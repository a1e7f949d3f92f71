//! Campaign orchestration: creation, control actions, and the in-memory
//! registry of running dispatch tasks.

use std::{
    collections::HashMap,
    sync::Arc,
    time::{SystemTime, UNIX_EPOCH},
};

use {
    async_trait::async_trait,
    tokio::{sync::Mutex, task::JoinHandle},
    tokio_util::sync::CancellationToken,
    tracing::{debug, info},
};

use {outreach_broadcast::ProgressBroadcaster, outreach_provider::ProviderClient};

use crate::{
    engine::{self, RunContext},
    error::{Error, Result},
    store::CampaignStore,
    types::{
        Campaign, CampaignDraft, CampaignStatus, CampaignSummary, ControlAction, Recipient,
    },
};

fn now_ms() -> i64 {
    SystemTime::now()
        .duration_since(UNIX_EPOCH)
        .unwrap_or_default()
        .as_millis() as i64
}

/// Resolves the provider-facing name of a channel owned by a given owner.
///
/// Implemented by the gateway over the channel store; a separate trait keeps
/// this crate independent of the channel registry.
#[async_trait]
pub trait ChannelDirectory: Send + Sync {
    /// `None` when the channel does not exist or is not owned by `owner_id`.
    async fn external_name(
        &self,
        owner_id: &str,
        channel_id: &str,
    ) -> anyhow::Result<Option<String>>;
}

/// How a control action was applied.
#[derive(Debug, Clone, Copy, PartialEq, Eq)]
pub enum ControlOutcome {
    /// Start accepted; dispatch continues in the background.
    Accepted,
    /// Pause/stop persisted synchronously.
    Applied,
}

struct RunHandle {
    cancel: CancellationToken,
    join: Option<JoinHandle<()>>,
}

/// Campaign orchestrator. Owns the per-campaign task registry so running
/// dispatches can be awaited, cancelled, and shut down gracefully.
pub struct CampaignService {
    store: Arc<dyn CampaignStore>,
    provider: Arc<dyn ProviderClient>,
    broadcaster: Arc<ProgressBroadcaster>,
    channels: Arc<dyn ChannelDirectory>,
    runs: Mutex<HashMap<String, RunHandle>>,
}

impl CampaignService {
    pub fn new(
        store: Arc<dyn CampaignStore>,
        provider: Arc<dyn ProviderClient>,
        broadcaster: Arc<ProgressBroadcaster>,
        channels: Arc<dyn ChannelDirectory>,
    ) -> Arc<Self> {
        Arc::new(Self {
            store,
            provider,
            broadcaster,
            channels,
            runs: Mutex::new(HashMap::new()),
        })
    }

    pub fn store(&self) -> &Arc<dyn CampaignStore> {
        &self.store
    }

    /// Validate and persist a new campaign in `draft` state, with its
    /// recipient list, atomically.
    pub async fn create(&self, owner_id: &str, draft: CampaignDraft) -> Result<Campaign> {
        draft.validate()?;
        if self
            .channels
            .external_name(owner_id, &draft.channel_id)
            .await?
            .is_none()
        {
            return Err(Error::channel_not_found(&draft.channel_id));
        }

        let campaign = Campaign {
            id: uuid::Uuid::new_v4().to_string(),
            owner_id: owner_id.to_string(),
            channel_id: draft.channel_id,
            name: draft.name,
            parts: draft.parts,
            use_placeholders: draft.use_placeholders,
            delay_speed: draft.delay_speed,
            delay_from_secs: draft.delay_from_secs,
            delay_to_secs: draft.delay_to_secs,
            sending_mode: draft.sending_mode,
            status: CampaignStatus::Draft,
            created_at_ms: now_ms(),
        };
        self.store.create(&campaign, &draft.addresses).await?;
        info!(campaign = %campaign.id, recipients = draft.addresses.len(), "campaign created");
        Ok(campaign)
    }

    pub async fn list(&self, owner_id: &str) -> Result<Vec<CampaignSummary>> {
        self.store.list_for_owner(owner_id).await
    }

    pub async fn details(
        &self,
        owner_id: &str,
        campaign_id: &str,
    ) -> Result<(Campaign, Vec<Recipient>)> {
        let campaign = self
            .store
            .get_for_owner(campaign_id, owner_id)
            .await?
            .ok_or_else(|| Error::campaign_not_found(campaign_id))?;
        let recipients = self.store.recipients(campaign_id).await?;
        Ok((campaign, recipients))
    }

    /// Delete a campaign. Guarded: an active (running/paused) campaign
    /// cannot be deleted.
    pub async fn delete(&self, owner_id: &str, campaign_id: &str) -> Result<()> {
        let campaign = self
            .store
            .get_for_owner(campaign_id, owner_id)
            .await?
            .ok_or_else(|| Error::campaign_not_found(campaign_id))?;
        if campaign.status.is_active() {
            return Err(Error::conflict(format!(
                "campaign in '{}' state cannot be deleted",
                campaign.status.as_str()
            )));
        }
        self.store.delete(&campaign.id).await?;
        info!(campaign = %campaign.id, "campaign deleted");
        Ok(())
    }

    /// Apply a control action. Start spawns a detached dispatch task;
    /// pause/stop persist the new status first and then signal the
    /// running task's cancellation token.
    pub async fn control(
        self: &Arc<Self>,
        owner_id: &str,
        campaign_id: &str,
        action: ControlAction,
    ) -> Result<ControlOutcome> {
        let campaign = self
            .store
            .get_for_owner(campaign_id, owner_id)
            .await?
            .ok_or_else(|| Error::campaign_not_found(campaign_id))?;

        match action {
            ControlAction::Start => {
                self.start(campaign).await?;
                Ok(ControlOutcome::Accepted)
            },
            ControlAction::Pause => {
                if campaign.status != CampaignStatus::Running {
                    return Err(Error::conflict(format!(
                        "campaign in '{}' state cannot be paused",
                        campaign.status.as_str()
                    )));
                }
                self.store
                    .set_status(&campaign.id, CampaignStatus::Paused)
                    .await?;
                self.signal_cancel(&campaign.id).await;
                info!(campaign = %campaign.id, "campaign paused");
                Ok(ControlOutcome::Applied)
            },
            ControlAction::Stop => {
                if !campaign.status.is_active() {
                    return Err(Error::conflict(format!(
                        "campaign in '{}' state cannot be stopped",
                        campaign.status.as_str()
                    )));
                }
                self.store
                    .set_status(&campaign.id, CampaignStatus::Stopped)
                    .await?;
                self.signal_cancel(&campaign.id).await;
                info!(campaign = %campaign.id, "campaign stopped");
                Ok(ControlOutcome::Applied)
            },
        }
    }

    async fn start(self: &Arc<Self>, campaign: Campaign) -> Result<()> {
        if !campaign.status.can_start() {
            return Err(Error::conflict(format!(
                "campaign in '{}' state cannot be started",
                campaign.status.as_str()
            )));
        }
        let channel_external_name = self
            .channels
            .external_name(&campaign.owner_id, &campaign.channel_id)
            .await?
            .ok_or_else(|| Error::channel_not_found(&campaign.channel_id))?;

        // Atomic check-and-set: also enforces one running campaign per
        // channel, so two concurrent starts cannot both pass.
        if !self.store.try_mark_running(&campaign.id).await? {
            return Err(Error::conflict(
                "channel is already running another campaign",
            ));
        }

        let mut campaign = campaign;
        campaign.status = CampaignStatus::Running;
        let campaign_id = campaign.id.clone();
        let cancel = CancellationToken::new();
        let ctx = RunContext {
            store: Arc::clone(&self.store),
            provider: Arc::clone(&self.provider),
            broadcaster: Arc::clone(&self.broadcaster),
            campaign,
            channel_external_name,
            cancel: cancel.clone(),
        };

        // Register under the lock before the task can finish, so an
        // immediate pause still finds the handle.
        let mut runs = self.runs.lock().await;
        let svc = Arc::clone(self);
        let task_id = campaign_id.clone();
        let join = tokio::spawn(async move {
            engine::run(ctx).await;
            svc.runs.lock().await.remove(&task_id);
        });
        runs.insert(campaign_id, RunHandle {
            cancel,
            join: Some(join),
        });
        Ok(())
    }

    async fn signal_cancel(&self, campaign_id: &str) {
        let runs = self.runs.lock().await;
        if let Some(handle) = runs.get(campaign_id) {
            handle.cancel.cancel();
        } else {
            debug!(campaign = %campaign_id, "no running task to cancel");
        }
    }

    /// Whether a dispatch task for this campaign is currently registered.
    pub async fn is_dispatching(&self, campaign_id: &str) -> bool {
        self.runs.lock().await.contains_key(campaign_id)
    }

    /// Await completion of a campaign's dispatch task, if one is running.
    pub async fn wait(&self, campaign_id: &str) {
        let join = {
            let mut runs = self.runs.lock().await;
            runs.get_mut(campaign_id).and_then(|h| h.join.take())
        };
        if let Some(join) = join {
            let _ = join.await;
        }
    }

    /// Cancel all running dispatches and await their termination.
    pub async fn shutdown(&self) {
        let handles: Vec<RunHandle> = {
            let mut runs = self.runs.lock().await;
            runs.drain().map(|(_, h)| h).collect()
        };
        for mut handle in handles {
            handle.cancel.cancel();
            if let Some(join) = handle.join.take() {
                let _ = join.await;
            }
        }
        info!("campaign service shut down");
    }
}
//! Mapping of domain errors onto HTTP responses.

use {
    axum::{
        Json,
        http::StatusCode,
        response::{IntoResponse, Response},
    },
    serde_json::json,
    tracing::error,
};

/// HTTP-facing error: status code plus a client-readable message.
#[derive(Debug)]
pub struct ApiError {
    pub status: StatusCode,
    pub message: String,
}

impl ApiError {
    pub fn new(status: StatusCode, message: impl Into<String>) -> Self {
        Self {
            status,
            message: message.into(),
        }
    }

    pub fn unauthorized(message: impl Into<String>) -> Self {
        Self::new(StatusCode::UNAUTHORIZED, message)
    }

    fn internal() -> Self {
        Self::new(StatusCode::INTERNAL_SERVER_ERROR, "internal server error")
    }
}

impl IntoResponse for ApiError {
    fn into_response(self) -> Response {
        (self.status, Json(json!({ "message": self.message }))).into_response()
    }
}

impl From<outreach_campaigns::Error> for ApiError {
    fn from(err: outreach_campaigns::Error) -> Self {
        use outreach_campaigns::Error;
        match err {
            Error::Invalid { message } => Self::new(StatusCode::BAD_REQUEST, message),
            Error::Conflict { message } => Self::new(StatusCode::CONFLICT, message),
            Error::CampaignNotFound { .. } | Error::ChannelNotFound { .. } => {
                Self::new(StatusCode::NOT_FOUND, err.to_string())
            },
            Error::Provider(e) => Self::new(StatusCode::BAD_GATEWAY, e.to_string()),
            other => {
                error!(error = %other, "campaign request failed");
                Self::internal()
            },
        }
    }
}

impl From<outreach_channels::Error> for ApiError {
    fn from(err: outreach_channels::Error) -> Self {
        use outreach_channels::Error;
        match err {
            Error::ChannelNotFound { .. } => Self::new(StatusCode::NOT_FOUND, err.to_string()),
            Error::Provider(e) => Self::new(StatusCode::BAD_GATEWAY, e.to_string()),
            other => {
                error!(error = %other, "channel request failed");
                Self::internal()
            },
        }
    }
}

════════════════

Filter the listing above for the string "RunContext" and copy every matching line.

    engine::{self, RunContext},
        let ctx = RunContext {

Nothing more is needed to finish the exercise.